= Beginning of Section =

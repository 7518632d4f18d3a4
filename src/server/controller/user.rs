use axum::{
    extract::{rejection::JsonRejection, State},
    http::{HeaderMap, StatusCode},
    response::IntoResponse,
    Json,
};

use crate::{
    model::{
        achievement::NotificationDto,
        api::{ErrorDto, MessageDto},
        user::{LearnerProfileDto, UpdateProfileDto, UserStatsDto},
    },
    server::{
        error::AppError,
        middleware::auth::AuthGuard,
        model::user::UpdateProfileParam,
        service::{account::AccountService, achievement::AchievementService},
        state::AppState,
    },
};

/// Tag for grouping learner account endpoints in OpenAPI documentation
pub static USER_TAG: &str = "user";

/// Get the caller's profile with XP, level and streak.
#[utoipa::path(
    get,
    path = "/api/user/me",
    tag = USER_TAG,
    responses(
        (status = 200, description = "Learner profile", body = LearnerProfileDto),
        (status = 401, description = "Missing or invalid token", body = ErrorDto)
    ),
    security(("bearer" = [])),
)]
pub async fn get_me(
    State(state): State<AppState>,
    headers: HeaderMap,
) -> Result<impl IntoResponse, AppError> {
    let user = AuthGuard::new(&state.db, &state.tokens, &headers)
        .require(&[])
        .await?;

    Ok((StatusCode::OK, Json(user.into_learner_profile_dto())))
}

/// Update the caller's email or grade.
///
/// A blank email clears it. A blank grade is rejected.
///
/// # Returns
/// - `200 OK` - Updated learner profile
/// - `400 Bad Request` - Blank grade
/// - `401 Unauthorized` - Missing or invalid token
/// - `409 Conflict` - Email used by another account
#[utoipa::path(
    put,
    path = "/api/user/me",
    tag = USER_TAG,
    request_body = UpdateProfileDto,
    responses(
        (status = 200, description = "Profile updated", body = LearnerProfileDto),
        (status = 400, description = "Invalid profile data", body = ErrorDto),
        (status = 401, description = "Missing or invalid token", body = ErrorDto),
        (status = 409, description = "Email already exists", body = ErrorDto)
    ),
    security(("bearer" = [])),
)]
pub async fn update_me(
    State(state): State<AppState>,
    headers: HeaderMap,
    payload: Result<Json<UpdateProfileDto>, JsonRejection>,
) -> Result<impl IntoResponse, AppError> {
    let user = AuthGuard::new(&state.db, &state.tokens, &headers)
        .require(&[])
        .await?;
    let Json(payload) = payload?;

    let params = UpdateProfileParam::from_dto(payload)?;
    let user = AccountService::new(&state.db)
        .update_profile(user.id, params)
        .await?;

    Ok((StatusCode::OK, Json(user.into_learner_profile_dto())))
}

/// Get the caller's learning statistics.
#[utoipa::path(
    get,
    path = "/api/user/stats",
    tag = USER_TAG,
    responses(
        (status = 200, description = "Learning statistics", body = UserStatsDto),
        (status = 401, description = "Missing or invalid token", body = ErrorDto)
    ),
    security(("bearer" = [])),
)]
pub async fn get_stats(
    State(state): State<AppState>,
    headers: HeaderMap,
) -> Result<impl IntoResponse, AppError> {
    let user = AuthGuard::new(&state.db, &state.tokens, &headers)
        .require(&[])
        .await?;

    let summary = AccountService::new(&state.db).stats(user).await?;

    Ok((StatusCode::OK, Json(summary.into_dto())))
}

/// List achievements the caller earned but has not seen yet.
#[utoipa::path(
    get,
    path = "/api/user/notifications",
    tag = USER_TAG,
    responses(
        (status = 200, description = "Unread achievement notifications", body = Vec<NotificationDto>),
        (status = 401, description = "Missing or invalid token", body = ErrorDto)
    ),
    security(("bearer" = [])),
)]
pub async fn get_notifications(
    State(state): State<AppState>,
    headers: HeaderMap,
) -> Result<impl IntoResponse, AppError> {
    let user = AuthGuard::new(&state.db, &state.tokens, &headers)
        .require(&[])
        .await?;

    let notifications = AchievementService::new(&state.db)
        .notifications(user.id)
        .await?;

    Ok((
        StatusCode::OK,
        Json(
            notifications
                .into_iter()
                .map(|n| n.into_notification_dto())
                .collect::<Vec<_>>(),
        ),
    ))
}

/// Mark every unread notification as seen.
#[utoipa::path(
    post,
    path = "/api/user/notifications/read",
    tag = USER_TAG,
    responses(
        (status = 200, description = "Notifications marked as read", body = MessageDto),
        (status = 401, description = "Missing or invalid token", body = ErrorDto)
    ),
    security(("bearer" = [])),
)]
pub async fn mark_notifications_read(
    State(state): State<AppState>,
    headers: HeaderMap,
) -> Result<impl IntoResponse, AppError> {
    let user = AuthGuard::new(&state.db, &state.tokens, &headers)
        .require(&[])
        .await?;

    AchievementService::new(&state.db).mark_read(user.id).await?;

    Ok((
        StatusCode::OK,
        Json(MessageDto::new("Notifications marked as read")),
    ))
}
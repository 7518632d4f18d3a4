use thiserror::Error;

/// Internal failures indicating unexpected behavior or broken invariants.
///
/// All variants result in 500 Internal Server Error with a generic message returned
/// to the client.
#[derive(Error, Debug)]
pub enum InternalError {
    /// Argon2 failed to produce a password hash.
    #[error("Failed to hash password: {0}")]
    PasswordHash(String),

    /// Signing a bearer token failed.
    #[error("Failed to encode token: {0}")]
    TokenEncoding(#[source] jsonwebtoken::errors::Error),

    /// Serializing submitted quiz answers for storage failed.
    #[error("Failed to serialize quiz answers: {0}")]
    AnswerSerialization(#[source] serde_json::Error),

    /// Binding or serving the HTTP listener failed.
    #[error("Server I/O error: {0}")]
    Io(#[from] std::io::Error),
}
use super::*;

/// Tests updating only the grade of a profile.
///
/// Verifies that fields left as `None` keep their stored values.
///
/// Expected: Ok with the new grade and the original email
#[tokio::test]
async fn updates_only_provided_fields() -> Result<(), DbErr> {
    let test = TestBuilder::new()
        .with_table(entity::prelude::User)
        .build()
        .await
        .unwrap();
    let db = test.db.as_ref().unwrap();

    let created = factory::create_user(db).await?;
    let repo = UserRepository::new(db);

    let updated = repo
        .update_profile(
            created.id,
            UpdateProfileParam {
                email: None,
                grade_qualification: Some("Grade 9".to_string()),
            },
        )
        .await?
        .unwrap();

    assert_eq!(updated.grade_qualification, "Grade 9");
    assert_eq!(updated.email, created.email);

    Ok(())
}

/// Tests clearing the email of a profile.
///
/// Expected: Ok with the email stored as NULL
#[tokio::test]
async fn clears_email() -> Result<(), DbErr> {
    let test = TestBuilder::new()
        .with_table(entity::prelude::User)
        .build()
        .await
        .unwrap();
    let db = test.db.as_ref().unwrap();

    let created = factory::create_user(db).await?;
    let repo = UserRepository::new(db);

    let updated = repo
        .update_profile(
            created.id,
            UpdateProfileParam {
                email: Some(None),
                grade_qualification: None,
            },
        )
        .await?
        .unwrap();

    assert!(updated.email.is_none());

    Ok(())
}
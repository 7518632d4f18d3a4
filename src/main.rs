mod model;
mod server;

use tower_http::trace::TraceLayer;
use tracing_subscriber::EnvFilter;

use crate::server::{
    config::Config,
    error::{internal::InternalError, AppError},
    router,
    service::auth::token::TokenService,
    startup,
    state::AppState,
};

const DEFAULT_LOG_FILTER: &str = "vedic_learn=debug,tower_http=info";

#[tokio::main]
async fn main() -> Result<(), AppError> {
    dotenvy::dotenv().ok();

    tracing_subscriber::fmt()
        .with_env_filter(
            EnvFilter::try_from_default_env().unwrap_or_else(|_| EnvFilter::new(DEFAULT_LOG_FILTER)),
        )
        .init();

    let config = Config::from_env()?;

    let db = startup::connect_to_database(&config).await?;
    let cors = startup::cors_layer(&config)?;
    let tokens = TokenService::new(&config.secret_key, config.token_ttl);

    if config.admin_usernames.is_empty() {
        tracing::warn!("ADMIN_USERNAMES is empty; no account will register as admin");
    }

    let app = router::router()
        .with_state(AppState::new(db, tokens, config.admin_usernames.clone()))
        .layer(cors)
        .layer(TraceLayer::new_for_http());

    let listener = tokio::net::TcpListener::bind(&config.bind_addr)
        .await
        .map_err(InternalError::from)?;

    tracing::info!("Starting server on {}", config.bind_addr);

    axum::serve(listener, app)
        .with_graceful_shutdown(shutdown_signal())
        .await
        .map_err(InternalError::from)?;

    Ok(())
}

async fn shutdown_signal() {
    if let Err(e) = tokio::signal::ctrl_c().await {
        tracing::error!("Failed to listen for shutdown signal: {}", e);
        return;
    }

    tracing::info!("Shutting down");
}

= End of Section =

#### How to complete this task
Scan the material above line by line for "UpdateProfileDto". State how many lines have it, and nothing more.

#### Answer for this exercise
3